We take a coach to a town in Central Province. The coach is efficient, well-driven, punctual. Gone are the days when the Team went on long journeys by bus, for the authorities saw a humorous cartoon by Chris of the Team standing bedraggled in the rain near a broken-down bus, and insisted they should travel less dangerously: in the five weeks of my trip the newspapers reported four major accidents with buses. ‘We don’t want to lose the whole Team all at once!’ cried the officials. Nor is their diet restricted to oranges, bread, milk. ‘It was a healthy diet, at least,’ says Cathie. But even on this trip, at the end when funds ran low, I heard the Team telling Cathie that she really must not expect them to put up with it, if she fed them all on five dollars after a hard day’s work. ‘I lose pounds on every trip,’ says Chris, who is too thin.

At the half-way stop, we sit around under trees in a café garden, and I listen while Talent, Sylvia, Cathie, and Chris give each other information–through chat, gossip. An apparently casual process. The Team are at that stage when they must be conscious of what their strengths and weaknesses are. These four small vulnerable people are besieged with demands. Every village in Zimbabwe would like the Team to visit. In Harare the telephone never stops ringing. Aid organizations, government departments, ‘Third World Groupies’ sense that here is something extraordinary. The Team now begin to see that they are strong, because of how other people see them. And how can they cope with what is asked of them if they are weak? They discuss their ‘styles of work’, and gently criticize each other. I realize I am watching a process that was the aim of the old communist activists. But not one of these people is a communist: they share an ironical patience with the political circus.
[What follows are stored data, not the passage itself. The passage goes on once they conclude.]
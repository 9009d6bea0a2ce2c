//! Server settings from the environment (after `.env` is loaded).

use crate::error::ConfigError;
use crate::store::DEFAULT_DATABASE_URL;
use std::path::PathBuf;

pub const DEFAULT_HOST: &str = "127.0.0.1";
pub const DEFAULT_PORT: u16 = 5555;
pub const DEFAULT_MAX_CONNECTIONS: u32 = 5;

#[derive(Debug, Clone, PartialEq, Eq)]
pub struct ServerConfig {
    pub database_url: String,
    pub host: String,
    pub port: u16,
    pub max_connections: u32,
    /// JSON file used to fill an empty database on startup.
    pub seed_path: Option<PathBuf>,
}

impl Default for ServerConfig {
    fn default() -> Self {
        Self {
            database_url: DEFAULT_DATABASE_URL.into(),
            host: DEFAULT_HOST.into(),
            port: DEFAULT_PORT,
            max_connections: DEFAULT_MAX_CONNECTIONS,
            seed_path: None,
        }
    }
}

impl ServerConfig {
    pub fn from_env() -> Result<Self, ConfigError> {
        Self::from_lookup(|key| std::env::var(key).ok())
    }

    /// Build from any key lookup; unset or blank keys fall back to defaults.
    pub fn from_lookup<F>(lookup: F) -> Result<Self, ConfigError>
    where
        F: Fn(&str) -> Option<String>,
    {
        let get = |key: &str| lookup(key).map(|v| v.trim().to_string()).filter(|v| !v.is_empty());
        let defaults = Self::default();
        Ok(Self {
            database_url: get("DATABASE_URL").unwrap_or(defaults.database_url),
            host: get("HOST").unwrap_or(defaults.host),
            port: match get("PORT") {
                Some(v) => parse_num("PORT", v)?,
                None => defaults.port,
            },
            max_connections: match get("DB_MAX_CONNECTIONS") {
                Some(v) => parse_num("DB_MAX_CONNECTIONS", v)?,
                None => defaults.max_connections,
            },
            seed_path: get("SEED_PATH").map(PathBuf::from),
        })
    }

    /// `host:port`, resolved by the listener (so `localhost` works).
    pub fn bind_addr(&self) -> String {
        format!("{}:{}", self.host, self.port)
    }
}

fn parse_num<T>(key: &'static str, value: String) -> Result<T, ConfigError>
where
    T: std::str::FromStr,
    T::Err: std::fmt::Display,
{
    value.parse().map_err(|e: T::Err| ConfigError::Invalid {
        key,
        reason: e.to_string(),
        value,
    })
}
//! Late show API: episodes, guests and the rated appearances linking them.

pub mod config;
pub mod error;
pub mod handlers;
pub mod migration;
pub mod model;
pub mod response;
pub mod routes;
pub mod seed;
pub mod service;
pub mod state;
pub mod store;
pub mod views;

pub use config::ServerConfig;
pub use error::{AppError, ConfigError};
pub use migration::apply_migrations;
pub use routes::{app, ops_routes, show_routes};
pub use seed::{load_seed_file, seed_if_empty};
pub use service::ShowService;
pub use state::AppState;
pub use store::{connect, connect_in_memory, ensure_database_exists};
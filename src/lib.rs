//! Bookmark Harvest - Extract bookmarks from exported browser bookmark files
//!
//! This library finds bookmark exports under a directory tree and turns them into a uniform
//! list of links with display labels. It supports:
//!
//! - The legacy `NETSCAPE-Bookmark-file-1` HTML export, parsed line by line with a strict
//!   XML parser and a forgiving pattern-based fallback
//! - The JSON bookmark backup format, walked as a tree of typed place nodes
//! - Pluggable readers and parsers registered per file extension
//! - Per-fragment failure reporting: anything that can't be parsed is kept with its reason
//!
//! # Example
//!
//! ```no_run
//! use bookmark_harvest::{FormatRegistry, HarvestOptions, discover_files, harvest};
//! use std::path::Path;
//!
//! let files = discover_files(Path::new("/home/alice/exports"))?;
//! let report = harvest(&files, &FormatRegistry::with_defaults(), &HarvestOptions::default())?;
//! for bookmark in report.sorted_bookmarks() {
//!     println!("{} {}", bookmark.link(), bookmark.text());
//! }
//! # Ok::<(), anyhow::Error>(())
//! ```

pub mod cli;
pub mod harvester;
pub mod models;
pub mod parsers;
pub mod readers;
pub mod utils;

// Re-export commonly used types
pub use harvester::{
    FileFilter, FormatRegistry, HarvestOptions, HarvestReport, discover_files, harvest,
};
pub use models::{Bookmark, ParseFailure, ParseOutcome, RawFragment};
pub use parsers::BookmarkParser;
pub use readers::BookmarkReader;
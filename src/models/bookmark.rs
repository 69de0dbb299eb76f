use std::cmp::Ordering;

use serde::Serialize;

/// A bookmark scraped from an export file
///
/// Equality looks at both fields. There is no [`Ord`] impl since reports sort by `link`
/// alone; use [`Bookmark::cmp_by_link`] with a stable sort so duplicate links keep their
/// discovery order.
#[derive(Debug, Clone, PartialEq, Eq, Serialize)]
pub struct Bookmark {
    link: String,
    text: String,
}

impl Bookmark {
    /// Create a bookmark, falling back to the link when the label is empty
    ///
    /// Returns `None` if `link` is empty.
    pub fn new(link: impl Into<String>, text: impl Into<String>) -> Option<Self> {
        let link = link.into();
        if link.is_empty() {
            return None;
        }

        let text = text.into();
        let text = if text.is_empty() { link.clone() } else { text };

        Some(Self { link, text })
    }

    pub fn link(&self) -> &str {
        &self.link
    }

    pub fn text(&self) -> &str {
        &self.text
    }

    /// Compare by link only, ignoring the label
    pub fn cmp_by_link(&self, other: &Self) -> Ordering {
        self.link.cmp(&other.link)
    }
}
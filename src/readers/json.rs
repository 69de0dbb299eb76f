use std::io::BufReader;
use std::path::Path;

use anyhow::{Context, Result};
use serde_json::Value;

use super::{BookmarkReader, DEFAULT_MAX_FILE_SIZE};
use crate::models::RawFragment;
use crate::utils::open_bounded_file;

pub const PLACE_TYPE: &str = "text/x-moz-place";
pub const CONTAINER_TYPE: &str = "text/x-moz-place-container";

/// Reader for the JSON bookmark backup format (a tree of typed place nodes)
///
/// The whole document is parsed up front, so a syntactically broken file fails as a whole
/// before any node is looked at.
pub struct JsonBookmarkReader {
    max_file_size: u64,
}

impl JsonBookmarkReader {
    pub fn new() -> Self {
        Self { max_file_size: DEFAULT_MAX_FILE_SIZE }
    }

    pub fn with_max_file_size(max_file_size: u64) -> Self {
        Self { max_file_size }
    }

    /// Collect every place node under `root`, depth-first and in child order
    ///
    /// Containers are expanded into their `children` but never emitted themselves. Nodes of
    /// any other type are dropped together with whatever they contain. A top-level array is
    /// walked element by element.
    pub fn collect_places(root: &Value) -> Vec<Value> {
        let mut places = Vec::new();
        match root {
            Value::Array(nodes) => {
                for node in nodes {
                    Self::walk(node, &mut places);
                }
            }
            node => Self::walk(node, &mut places),
        }
        places
    }

    fn walk(node: &Value, places: &mut Vec<Value>) {
        match node.get("type").and_then(Value::as_str) {
            Some(CONTAINER_TYPE) => {
                if let Some(children) = node.get("children").and_then(Value::as_array) {
                    for child in children {
                        Self::walk(child, places);
                    }
                }
            }
            Some(PLACE_TYPE) => places.push(node.clone()),
            _ => {}
        }
    }
}

impl Default for JsonBookmarkReader {
    fn default() -> Self {
        Self::new()
    }
}

impl BookmarkReader for JsonBookmarkReader {
    fn extension(&self) -> &str {
        ".json"
    }

    fn extract_fragments(&self, path: &Path) -> Result<Vec<RawFragment>> {
        let file = open_bounded_file(path, self.max_file_size)?;
        let document: Value = serde_json::from_reader(BufReader::new(file))
            .with_context(|| format!("Failed to parse JSON bookmark file: {}", path.display()))?;

        Ok(Self::collect_places(&document).into_iter().map(RawFragment::Json).collect())
    }
}
//! Data models for bookmark extraction
//!
//! This module contains the value types that flow through the pipeline:
//!
//! - [`RawFragment`] - A candidate bookmark entry pulled out of an export file
//! - [`ParseOutcome`] - The result of running one parser over one fragment
//! - [`Bookmark`] - A successfully parsed link with its display label
//! - [`ParseFailure`] - A fragment no parser could recognize, with the reason
//!
//! Bookmarks and failures derive serde's `Serialize` so the CLI can emit them as JSON.

pub mod bookmark;
pub mod fragment;
pub mod outcome;

pub use bookmark::Bookmark;
pub use fragment::RawFragment;
pub use outcome::{ParseFailure, ParseOutcome};
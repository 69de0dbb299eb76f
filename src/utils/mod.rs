pub mod paths;
pub mod terminal;

pub use paths::{dotted_extension, file_stem, open_bounded_file};
pub use terminal::strip_ansi_codes;
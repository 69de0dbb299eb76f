//! Terminal output sanitization
//!
//! Bookmark labels, links and raw fragments come from arbitrary export files. A crafted
//! title can carry ANSI escape sequences that clear the screen, move the cursor or recolor
//! the rest of the report, so the text report of the `scan` command passes every
//! file-derived string through [`strip_ansi_codes`]. The JSON report needs no extra care:
//! serde_json escapes control characters.

const ESC: char = '\x1b';

/// Strips ANSI escape sequences and control characters from a string
///
/// CSI sequences (`ESC [ params letter`) and OSC sequences (`ESC ] ... BEL` or
/// `ESC ] ... ESC \`) are removed whole. Any other control character is dropped, except tab.
/// Newlines are dropped too: the report prints one bookmark per line.
///
/// # Examples
///
/// ```
/// use bookmark_harvest::utils::terminal::strip_ansi_codes;
///
/// let title = "\x1b[31mRed title\x1b[0m";
/// assert_eq!(strip_ansi_codes(title), "Red title");
/// ```
pub fn strip_ansi_codes(text: &str) -> String {
    let mut result = String::with_capacity(text.len());
    let mut chars = text.chars().peekable();

    while let Some(ch) = chars.next() {
        if ch == ESC {
            match chars.peek() {
                Some('[') => {
                    chars.next();
                    for next in chars.by_ref() {
                        if next.is_ascii_alphabetic() {
                            break;
                        }
                    }
                }
                Some(']') => {
                    chars.next();
                    while let Some(next) = chars.next() {
                        if next == '\x07' {
                            break;
                        }
                        if next == ESC && chars.peek() == Some(&'\\') {
                            chars.next();
                            break;
                        }
                    }
                }
                _ => {}
            }
            continue;
        }

        if ch.is_control() && ch != '\t' {
            continue;
        }

        result.push(ch);
    }

    result
}
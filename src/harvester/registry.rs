use std::collections::HashMap;

use crate::parsers::{BookmarkParser, PatternAnchorParser, PlaceNodeParser, XmlAnchorParser};
use crate::readers::{BookmarkReader, DEFAULT_MAX_FILE_SIZE, HtmlBookmarkReader, JsonBookmarkReader};

/// Readers and parsers keyed by file extension
///
/// Components are appended under the extension they declare, so registration order is
/// the order the driver tries parsers in. Only the first reader of an extension is used.
pub struct FormatRegistry {
    readers: HashMap<String, Vec<Box<dyn BookmarkReader>>>,
    parsers: HashMap<String, Vec<Box<dyn BookmarkParser>>>,
}

impl FormatRegistry {
    /// Create an empty registry
    pub fn new() -> Self {
        Self { readers: HashMap::new(), parsers: HashMap::new() }
    }

    /// Registry with the built-in HTML and JSON formats
    ///
    /// HTML fragments go through the strict XML parser first and fall back to the pattern
    /// parser.
    pub fn with_defaults() -> Self {
        Self::with_max_file_size(DEFAULT_MAX_FILE_SIZE)
    }

    /// Built-in formats, with readers refusing files larger than `max_file_size` bytes
    pub fn with_max_file_size(max_file_size: u64) -> Self {
        let mut registry = Self::new();
        registry.register_reader(HtmlBookmarkReader::with_max_file_size(max_file_size));
        registry.register_parser(XmlAnchorParser);
        registry.register_parser(PatternAnchorParser);
        registry.register_reader(JsonBookmarkReader::with_max_file_size(max_file_size));
        registry.register_parser(PlaceNodeParser);
        registry
    }

    pub fn register_reader(&mut self, reader: impl BookmarkReader + 'static) {
        let extension = reader.extension().to_lowercase();
        self.readers.entry(extension).or_default().push(Box::new(reader));
    }

    pub fn register_parser(&mut self, parser: impl BookmarkParser + 'static) {
        let extension = parser.extension().to_lowercase();
        self.parsers.entry(extension).or_default().push(Box::new(parser));
    }

    /// Readers registered for `extension` (e.g. ".html"), in registration order
    pub fn readers_for(&self, extension: &str) -> &[Box<dyn BookmarkReader>] {
        self.readers.get(extension).map(Vec::as_slice).unwrap_or_default()
    }

    /// Parsers registered for `extension`, in the order they should be tried
    pub fn parsers_for(&self, extension: &str) -> &[Box<dyn BookmarkParser>] {
        self.parsers.get(extension).map(Vec::as_slice).unwrap_or_default()
    }

    /// An extension can be processed only with at least one reader and one parser
    pub fn is_processable(&self, extension: &str) -> bool {
        !self.readers_for(extension).is_empty() && !self.parsers_for(extension).is_empty()
    }

    /// Processable extensions, sorted
    pub fn registered_extensions(&self) -> Vec<&str> {
        let mut extensions: Vec<&str> = self
            .readers
            .keys()
            .map(String::as_str)
            .filter(|ext| self.is_processable(ext))
            .collect();
        extensions.sort_unstable();
        extensions
    }
}

impl Default for FormatRegistry {
    fn default() -> Self {
        Self::with_defaults()
    }
}
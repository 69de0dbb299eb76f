//! Fragment parsers: turn one raw fragment into a link and label
//!
//! # Error Handling Strategy
//!
//! Parsers never return `Result` and never panic on malformed input. A fragment they cannot
//! recognize is reported as [`ParseOutcome::Failure`] carrying a human-readable reason, which
//! the driver records next to the original fragment. Several parsers may be registered for
//! one extension; the driver tries them in order and keeps the first success, so a strict
//! parser can sit in front of a more forgiving one.

pub mod html_pattern;
pub mod html_xml;
pub mod json;

use crate::models::{ParseOutcome, RawFragment};

pub use html_pattern::PatternAnchorParser;
pub use html_xml::XmlAnchorParser;
pub use json::PlaceNodeParser;

pub const MISSING_HREF: &str = "HREF attribute missing in HTML anchor element.";
pub const MISSING_END_TAG: &str =
    "Unable to match end of opening tag and opening of end tag of HTML anchor element.";
pub const MISSING_URI: &str = "uri field missing in JSON node.";
pub const UNSUPPORTED_FRAGMENT: &str = "Fragment kind not supported by this parser.";

/// Recognizes bookmark fragments of one format
pub trait BookmarkParser {
    /// File extension whose fragments this parser understands, including the leading dot
    fn extension(&self) -> &str;

    /// Parse a single fragment; the same fragment always yields the same outcome
    fn parse(&self, fragment: &RawFragment) -> ParseOutcome;
}
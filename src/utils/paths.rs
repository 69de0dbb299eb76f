use std::fs::File;
use std::path::Path;

use anyhow::{Context, Result, bail};

/// Open a file for reading, rejecting it if it is larger than `max_size` bytes
///
/// The size is checked on the open handle rather than on the path, so the file that gets
/// read is the file that was measured.
///
/// # Errors
///
/// Returns an error if:
/// - The file cannot be opened
/// - The file metadata cannot be read
/// - The file is larger than `max_size`
pub fn open_bounded_file(path: &Path, max_size: u64) -> Result<File> {
    let file =
        File::open(path).with_context(|| format!("Failed to open file: {}", path.display()))?;

    let metadata = file
        .metadata()
        .with_context(|| format!("Failed to read file metadata: {}", path.display()))?;

    let file_size = metadata.len();
    if file_size > max_size {
        bail!("File too large: {} ({} bytes, max {} bytes)", path.display(), file_size, max_size);
    }

    Ok(file)
}

/// Extension of `path` including the leading dot, lowercased (e.g. ".html")
///
/// Returns `None` for paths without an extension. Dotfiles such as `.bookmarks` have no
/// extension, matching [`Path::extension`].
pub fn dotted_extension(path: &Path) -> Option<String> {
    path.extension().map(|ext| format!(".{}", ext.to_string_lossy().to_lowercase()))
}

/// File name without its extension, lossily decoded
pub fn file_stem(path: &Path) -> String {
    path.file_stem().map(|stem| stem.to_string_lossy().into_owned()).unwrap_or_default()
}

#[cfg(test)]
mod tests {
    use std::io::Write;
    use std::path::PathBuf;

    use tempfile::NamedTempFile;

    use super::*;

    #[test]
    fn test_dotted_extension() {
        assert_eq!(dotted_extension(Path::new("a/bookmarks.html")), Some(".html".to_string()));
        assert_eq!(dotted_extension(Path::new("bookmarks.JSON")), Some(".json".to_string()));
        assert_eq!(
            dotted_extension(Path::new("bookmarks-2024-01-01.json")),
            Some(".json".to_string())
        );
        assert_eq!(dotted_extension(Path::new("archive.tar.gz")), Some(".gz".to_string()));
        assert_eq!(dotted_extension(Path::new("Makefile")), None);
        assert_eq!(dotted_extension(Path::new(".bookmarks")), None);
    }

    #[test]
    fn test_file_stem() {
        assert_eq!(file_stem(&PathBuf::from("/exports/bookmarks.html")), "bookmarks");
        assert_eq!(file_stem(Path::new("bookmarks-2024-01-01.json")), "bookmarks-2024-01-01");
        assert_eq!(file_stem(Path::new("/")), "");
    }

    #[test]
    fn test_open_bounded_file_within_limit() {
        let mut file = NamedTempFile::new().unwrap();
        file.write_all(b"12345").unwrap();
        file.flush().unwrap();

        assert!(open_bounded_file(file.path(), 5).is_ok());
    }

    #[test]
    fn test_open_bounded_file_too_large() {
        let mut file = NamedTempFile::new().unwrap();
        file.write_all(b"123456").unwrap();
        file.flush().unwrap();

        let err = open_bounded_file(file.path(), 5).unwrap_err();
        assert!(err.to_string().contains("File too large"));
        assert!(err.to_string().contains("6 bytes, max 5 bytes"));
    }

    #[test]
    fn test_open_bounded_file_missing() {
        let err = open_bounded_file(Path::new("/nonexistent/file.html"), 5).unwrap_err();
        assert!(err.to_string().contains("Failed to open file"));
    }
}
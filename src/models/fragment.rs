use std::fmt;

use serde::Serialize;
use serde_json::Value;

/// A raw candidate bookmark entry extracted from an export file, before parsing
#[derive(Debug, Clone, PartialEq, Serialize)]
#[serde(untagged)]
pub enum RawFragment {
    /// One anchor line from an HTML export, with the leading `<DT>` stripped
    Html(String),
    /// One `text/x-moz-place` node from a JSON export
    Json(Value),
}

impl RawFragment {
    pub fn as_html(&self) -> Option<&str> {
        match self {
            RawFragment::Html(line) => Some(line),
            RawFragment::Json(_) => None,
        }
    }

    pub fn as_json(&self) -> Option<&Value> {
        match self {
            RawFragment::Json(node) => Some(node),
            RawFragment::Html(_) => None,
        }
    }
}

impl fmt::Display for RawFragment {
    fn fmt(&self, f: &mut fmt::Formatter<'_>) -> fmt::Result {
        match self {
            RawFragment::Html(line) => f.write_str(line),
            RawFragment::Json(node) => write!(f, "{}", node),
        }
    }
}
//! Format readers: turn a whole export file into raw bookmark fragments
//!
//! # Error Handling Strategy
//!
//! Readers only fail on file-level problems: the file cannot be opened or read, exceeds the
//! configured size limit, or (for JSON) is not a valid document at all. These are returned as
//! `anyhow::Error` with the file path attached as context. Lines or nodes that merely don't
//! look like bookmarks are skipped silently; recognizing a fragment is the parsers' job.

pub mod html;
pub mod json;

use std::path::Path;

use anyhow::Result;

use crate::models::RawFragment;

pub use html::HtmlBookmarkReader;
pub use json::JsonBookmarkReader;

/// Maximum export file size accepted by the default readers: 10MB
pub const DEFAULT_MAX_FILE_SIZE: u64 = 10 * 1024 * 1024;

/// Extracts candidate bookmark fragments from files of one format
pub trait BookmarkReader {
    /// File extension handled by this reader, including the leading dot (e.g. ".html")
    fn extension(&self) -> &str;

    /// Read `path` and return its fragments in document order
    fn extract_fragments(&self, path: &Path) -> Result<Vec<RawFragment>>;
}
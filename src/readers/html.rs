use std::io::{BufRead, BufReader};
use std::path::Path;

use anyhow::{Context, Result};

use super::{BookmarkReader, DEFAULT_MAX_FILE_SIZE};
use crate::models::RawFragment;
use crate::utils::open_bounded_file;

const ENTRY_MARKER: &str = "<DT>";
const ANCHOR_MARKER: &str = "<A ";

/// Reader for the legacy `NETSCAPE-Bookmark-file-1` HTML export
///
/// This is a line heuristic, not an HTML parser: a line is a bookmark candidate when, after
/// trimming, it starts with `<DT>` immediately followed by `<A `. Folder headings (`<DT><H3>`),
/// list markup and everything else is skipped.
pub struct HtmlBookmarkReader {
    max_file_size: u64,
}

impl HtmlBookmarkReader {
    pub fn new() -> Self {
        Self { max_file_size: DEFAULT_MAX_FILE_SIZE }
    }

    pub fn with_max_file_size(max_file_size: u64) -> Self {
        Self { max_file_size }
    }

    /// Extract the anchor portion of a `<DT><A ...` line, if it is one
    pub fn anchor_from_line(line: &str) -> Option<&str> {
        let anchor = line.trim().strip_prefix(ENTRY_MARKER)?;
        anchor.starts_with(ANCHOR_MARKER).then_some(anchor)
    }
}

impl Default for HtmlBookmarkReader {
    fn default() -> Self {
        Self::new()
    }
}

impl BookmarkReader for HtmlBookmarkReader {
    fn extension(&self) -> &str {
        ".html"
    }

    fn extract_fragments(&self, path: &Path) -> Result<Vec<RawFragment>> {
        let file = open_bounded_file(path, self.max_file_size)?;
        let reader = BufReader::new(file);
        let mut fragments = Vec::new();

        for line in reader.lines() {
            let line = line
                .with_context(|| format!("Failed to read line from HTML file: {}", path.display()))?;

            if let Some(anchor) = Self::anchor_from_line(&line) {
                fragments.push(RawFragment::Html(anchor.to_string()));
            }
        }

        Ok(fragments)
    }
}
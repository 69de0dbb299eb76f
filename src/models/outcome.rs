use std::path::PathBuf;

use serde::Serialize;

use super::{Bookmark, RawFragment};

/// Result of running a single parser over a single fragment
///
/// A `Success` always carries a non-empty link; parsers report an empty `HREF`/`uri` as a
/// `Failure` instead.
#[derive(Debug, Clone, PartialEq, Eq)]
pub enum ParseOutcome {
    Success { link: String, text: String },
    Failure { reason: String },
}

impl ParseOutcome {
    /// Build a success, or the given failure reason if `link` is empty
    ///
    /// An empty `text` is replaced by the link so a label is never blank.
    pub fn from_link(link: &str, text: Option<&str>, missing_reason: &str) -> Self {
        if link.is_empty() {
            return Self::failure(missing_reason);
        }

        let text = match text {
            Some(text) if !text.is_empty() => text,
            _ => link,
        };

        Self::Success { link: link.to_string(), text: text.to_string() }
    }

    pub fn failure(reason: impl Into<String>) -> Self {
        Self::Failure { reason: reason.into() }
    }

    /// True for a `Success` that can become a bookmark, i.e. with a non-empty link
    pub fn is_success(&self) -> bool {
        matches!(self, Self::Success { link, .. } if !link.is_empty())
    }

    /// Convert into a bookmark, or hand back the failure reason
    pub fn into_bookmark(self) -> Result<Bookmark, String> {
        match self {
            Self::Success { link, text } => Bookmark::new(link, text)
                .ok_or_else(|| "Parser produced an empty link.".to_string()),
            Self::Failure { reason } => Err(reason),
        }
    }
}

/// A fragment that no registered parser could turn into a bookmark
#[derive(Debug, Clone, PartialEq, Serialize)]
pub struct ParseFailure {
    /// Reason reported by the last parser in the fallback chain
    pub reason: String,
    /// The fragment exactly as the reader extracted it
    pub fragment: RawFragment,
    /// File the fragment came from
    pub source: PathBuf,
}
When I ask if they have read how in old Russia idealists ‘went to the people’ with their skills and their enthusiasm, they say no: but they are interested to hear about it. ‘I don’t think it’s strange that we are the same,’ says Talent. ‘They had people who needed a lot of help and so do we.’

Contemplating the extent of help needed, the depth of need, the four involuntarily laugh, and look at each other, sharing humorous incredulity.

It is the level of expectation that surprised them…that supported them…that inspires them. And, often, dismays them. What they are doing is, in fact, impossible.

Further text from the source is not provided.